Biegniesz, celujesz, strzelasz, rozkazujesz podkomendnym. Wirtualna wojna trwa. Amerykańska Armia czeka.

Rozgrywka rozpocznie się od stworzenia własnego wojaka. Nadamy mu pseudonim, rozdzielimy punkty na wybrane umiejętności (dowodzenie, obserwacja, działania stealth, honor, trening medyczny, kondycja fizyczna etc.), ustalimy jego wygląd, a także wybierzemy dla niego konkretny archetyp, ułatwiający podejmowanie w przyszłości decyzji, w które statystyki warto inwestować.

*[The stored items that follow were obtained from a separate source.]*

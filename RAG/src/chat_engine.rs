use crate::llm::LlmClient;
use crate::memory::ChatMemoryBuffer;
use crate::models::*;
use crate::vector_index::VectorIndex;
use anyhow::Result;
use async_trait::async_trait;
use std::sync::Arc;

pub const DEFAULT_SIMILARITY_TOP_K: usize = 2;

/// A stateful conversation bound to one index.
#[async_trait]
pub trait ChatEngine: Send {
    async fn chat(&mut self, message: &str) -> Result<ChatResponse>;
}

/// Creates chat engines over a built index.
pub trait ChatEngineFactory: Send + Sync {
    fn create_engine(
        &self,
        index: VectorIndex,
        memory: ChatMemoryBuffer,
        system_prompt: &str,
    ) -> Result<Box<dyn ChatEngine>>;
}

/// Retrieves context for every message and sends it to the LLM as part of the
/// system prompt, followed by the remembered conversation.
pub struct ContextChatEngine {
    index: VectorIndex,
    memory: ChatMemoryBuffer,
    llm: Arc<dyn LlmClient>,
    system_prompt: String,
    similarity_top_k: usize,
}

impl ContextChatEngine {
    pub fn new(
        index: VectorIndex,
        memory: ChatMemoryBuffer,
        llm: Arc<dyn LlmClient>,
        system_prompt: impl Into<String>,
        similarity_top_k: usize,
    ) -> Self {
        Self {
            index,
            memory,
            llm,
            system_prompt: system_prompt.into(),
            similarity_top_k,
        }
    }

    pub fn memory(&self) -> &ChatMemoryBuffer {
        &self.memory
    }

    fn build_context(&self, chunks: &[ScoredChunk]) -> String {
        let mut context = String::new();

        for scored in chunks {
            context.push_str(&format!(
                "Document: {}\nContent: {}\n\n",
                scored.chunk.filename, scored.chunk.content
            ));
        }

        context
    }

    fn build_system_message(&self, context: &str) -> String {
        format!(
            "{}\n\nContext information is below.\n--------------------\n{}\n--------------------\n",
            self.system_prompt,
            context.trim_end()
        )
    }
}

#[async_trait]
impl ChatEngine for ContextChatEngine {
    async fn chat(&mut self, message: &str) -> Result<ChatResponse> {
        let start_time = std::time::Instant::now();

        let source_chunks = self.index.retrieve(message, self.similarity_top_k);
        let system_message = self.build_system_message(&self.build_context(&source_chunks));

        let initial_tokens = self.memory.count_tokens(&system_message) + self.memory.count_tokens(message);
        let history = self.memory.get(initial_tokens.min(self.memory.token_limit()))?;

        let mut messages = Vec::with_capacity(history.len() + 2);
        messages.push(ChatMessage::system(system_message));
        messages.extend(history);
        messages.push(ChatMessage::user(message));

        let response = self.llm.complete(&messages).await?;

        self.memory.put(ChatMessage::user(message));
        self.memory.put(ChatMessage::assistant(response.clone()));

        log::info!(
            "Chat turn answered by {} in {} ms using {} chunks",
            self.llm.model(),
            start_time.elapsed().as_millis(),
            source_chunks.len()
        );

        Ok(ChatResponse {
            response,
            source_chunks,
        })
    }
}

pub struct ContextChatEngineFactory {
    llm: Arc<dyn LlmClient>,
    similarity_top_k: usize,
}

impl ContextChatEngineFactory {
    pub fn new(llm: Arc<dyn LlmClient>, similarity_top_k: usize) -> Self {
        Self { llm, similarity_top_k }
    }
}

impl ChatEngineFactory for ContextChatEngineFactory {
    fn create_engine(
        &self,
        index: VectorIndex,
        memory: ChatMemoryBuffer,
        system_prompt: &str,
    ) -> Result<Box<dyn ChatEngine>> {
        if self.similarity_top_k == 0 {
            anyhow::bail!("similarity_top_k must be at least 1");
        }

        log::info!(
            "Creating context chat engine over {} chunks (top_k = {}, memory = {} tokens)",
            index.len(),
            self.similarity_top_k,
            memory.token_limit()
        );

        Ok(Box::new(ContextChatEngine::new(
            index,
            memory,
            self.llm.clone(),
            system_prompt,
            self.similarity_top_k,
        )))
    }
}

Kampania singleplayer doczeka się 35 rozbudowanych scenariuszy, po siedem przypadających na określoną rolę, jaką żołnierz gracza będzie pełnił w pięcioosobowym oddziale. Zmagania rozpoczniemy od „stanowiska” zwykłego strzelca, który wykonuje sumiennie rozkazy, o nic nie pyta i dzielnie wspiera swoich kompanów na placu boju. Później do wyboru będą takie pozycje jak grenadier, snajper, ranger, itd. Kolejność pełnienia służby w określonej roli ma zależeć od wyboru gracza. Na końcu tej drabinki czekają zaś stanowiska dowódców zespołów (wreszcie przestaniemy przyjmować komendy do wykonania i sami zaczniemy je wydawać).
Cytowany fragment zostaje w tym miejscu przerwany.